To this end, it may be important to create a robust knowledge base in terms of a whitepaper, PDFs, videos, blog posts, podcasts, and anything in that line. We did this in my agency by creating a post on white hat link-building strategies and building a chatbot specific to that page.
We understand that if you are on that page and have a question for us, you most definitely are going to be asking questions relating to that post.
Perhaps, your business doesn’t need too much automation. What you need is a team of smart sales representatives who are well trained and can get needed content across to users when needed and, of course, detailed blog posts and other useful materials.
Choose the right tools
There are many marketing automation tools for different marketing automation purposes. Depending on your needs, you should be thorough about choosing tools for your automation.
The reason for this is that marketing automation users are usually between those who are using less efficient tools or those who pay for an efficient one but are under-utilizing it.
So, if your extent of automation is simply an email marketing campaign, it would not make any sense to invest in a marketing automation tool that does email marketing and some other things you don’t need.
By the same token, you cannot in the name of money management reduce yourself to a less efficient tool.

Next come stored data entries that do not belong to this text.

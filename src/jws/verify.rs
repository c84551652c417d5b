use tracing::debug;

use super::Jws;
use crate::{format::Compact, registry::ProviderOverride, Error, Key, Result};

/// Everything a verify operation needs.
#[derive(Debug, Clone, Default)]
pub struct VerifyOptions {
    /// The algorithm the caller expects the token to be signed with.
    pub algorithm: Option<String>,
    /// The secret or public key.
    pub key: Key,
    /// A provider asked before the engine's registry.
    pub provider: Option<ProviderOverride>,
}

impl VerifyOptions {
    /// Verifies with `algorithm` and `key`.
    pub fn new(algorithm: impl Into<String>, key: impl Into<Key>) -> Self {
        Self {
            algorithm: Some(algorithm.into()),
            key: key.into(),
            provider: None,
        }
    }

    /// Sets a provider asked before the engine's registry.
    #[must_use]
    pub fn with_provider(mut self, provider: ProviderOverride) -> Self {
        self.provider = Some(provider);
        self
    }
}

impl Jws {
    /// Checks the signature of `token` under the expected `algorithm`.
    ///
    /// The `alg` the token claims for itself is never consulted. A token that
    /// doesn't have the compact shape is simply not valid.
    ///
    /// # Errors
    ///
    /// - [`Error::MissingAlgorithm`] if `algorithm` is `None` or empty
    /// - [`Error::UnknownAlgorithm`] if nothing binds it
    /// - [`Error::PrimitiveFailure`] if the verifier rejects the key
    pub async fn verify(&self, token: &str, algorithm: Option<&str>, key: &Key) -> Result<bool> {
        self.verify_inner(token, algorithm, key, None).await
    }

    /// Same as [`verify`](Self::verify), with the inputs bundled up.
    ///
    /// # Errors
    ///
    /// Same as [`verify`](Self::verify).
    pub async fn verify_with(&self, token: &str, options: &VerifyOptions) -> Result<bool> {
        self.verify_inner(
            token,
            options.algorithm.as_deref(),
            &options.key,
            options.provider.as_ref(),
        )
        .await
    }

    pub(crate) async fn verify_inner(
        &self,
        token: &str,
        algorithm: Option<&str>,
        key: &Key,
        provider: Option<&ProviderOverride>,
    ) -> Result<bool> {
        let algorithm = algorithm
            .filter(|alg| !alg.is_empty())
            .ok_or(Error::MissingAlgorithm { header: None })?;

        let Some(compact) = Compact::parse(token) else {
            debug!(algorithm, "rejecting malformed token");
            return Ok(false);
        };

        let binding = self.resolve(algorithm, provider)?;
        let input = compact.secured_input();
        let valid = binding
            .verifier()
            .verify(input.as_str(), compact.signature(), key)
            .await
            .map_err(|e| Error::primitive(algorithm, e))?;

        debug!(algorithm, valid, "verified token");
        Ok(valid)
    }
}
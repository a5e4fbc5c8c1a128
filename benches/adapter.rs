use criterion::{black_box, criterion_group, criterion_main, Criterion};
use workpool::prelude::*;

fn enqueue_lot(b: &mut Criterion) {
    let pool = Pool::new(Settings::builder().num_threads(4).build().unwrap());
    let adapter = TaskSchedulerAdapter::new(pool);
    b.bench_function("adapter enqueue 10k noop", |b| {
        b.iter(|| {
            for _ in 0..10_000 {
                let _ = adapter.enqueue(|| {
                    black_box(1 + 1);
                });
            }
        })
    });
}

fn enqueue_single(b: &mut Criterion) {
    let pool = Pool::new(Settings::builder().num_threads(4).build().unwrap());
    let adapter = TaskSchedulerAdapter::new(pool);
    b.bench_function("adapter enqueue single noop", |b| {
        b.iter(|| {
            let _ = adapter.enqueue(|| {
                black_box(1 + 1);
            });
        })
    });
}

criterion_group!(adapter, enqueue_lot, enqueue_single);
criterion_main!(adapter);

At the end of the day, you want to find some balance in whatever you do.
Should you choose just one tool? Should you choose many tools? It’s up to you to figure this out.
Conclusion
Every now and then, new technologies emerge and disrupt the way things are done. Any thriving tech business today that doesn’t use some level of marketing automation is done for.
While it’s that important, it must be contextual before it can bring meaningful results to your business. Being fanciful cannot be written on your account sheet. To use marketing automation successfully, you need to know what it’s costing you and what it’s returning.